**What to do**
Retype exactly the lines from the line with "Ok(records)" to the end of the data, keeping both boundary lines.

**Dataset**

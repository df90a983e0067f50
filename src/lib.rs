#![warn(clippy::pedantic)]
#![allow(
    clippy::cast_possible_truncation,  // run counts as u32, millis as u64; 64-bit targets
    clippy::cast_precision_loss,       // millisecond statistics as f64
    clippy::module_name_repetitions,   // Rust naming conventions
    clippy::similar_names,             // lo/hi, text/texts in scan code
    clippy::missing_errors_doc,        // every fallible fn returns TallyError
    clippy::missing_panics_doc,        // same
)]

pub mod config;
pub mod error;
pub mod harness;
pub mod kernel;
pub mod report;
pub mod scan;
pub mod types;

use std::path::Path;

use tracing::info;

use config::Config;
use error::TallyError;
use harness::Harness;
use report::CsvSink;
use types::{Corpus, RunRecord};

/// The single public entry point: load the input, run every selected
/// backend `config.runs` times, and write the CSV. `on_record` sees each
/// record as soon as it is written.
pub fn run(
    config: &Config,
    mut on_record: impl FnMut(&RunRecord),
) -> Result<Vec<RunRecord>, TallyError> {
    let corpus = load_corpus(&config.input)?;
    info!(
        input = %config.input.display(),
        bytes = corpus.bytes().len(),
        lines = corpus.line_count(),
        workers = config.workers,
        partition = %config.partition,
        "corpus loaded"
    );

    let harness = Harness::from_config(config)?;
    let mut sink = CsvSink::create(&config.output)?;
    let input = config.input.display().to_string();

    let records = harness.run(&corpus, &config.pattern, &input, |record| {
        sink.write(record)?;
        on_record(record);
        Ok(())
    })?;
    sink.finish()?;

    Ok(records)
}

/// Read the whole file into memory. Fails before any backend runs.
pub fn load_corpus(path: &Path) -> Result<Corpus, TallyError> {
    let bytes = std::fs::read(path).map_err(|e| TallyError::io(path, e))?;
    Ok(Corpus::new(bytes))
}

**Answer to this problem**
    Ok(records)
}

/// Read the whole file into memory. Fails before any backend runs.
pub fn load_corpus(path: &Path) -> Result<Corpus, TallyError> {
    let bytes = std::fs::read(path).map_err(|e| TallyError::io(path, e))?;
    Ok(Corpus::new(bytes))
}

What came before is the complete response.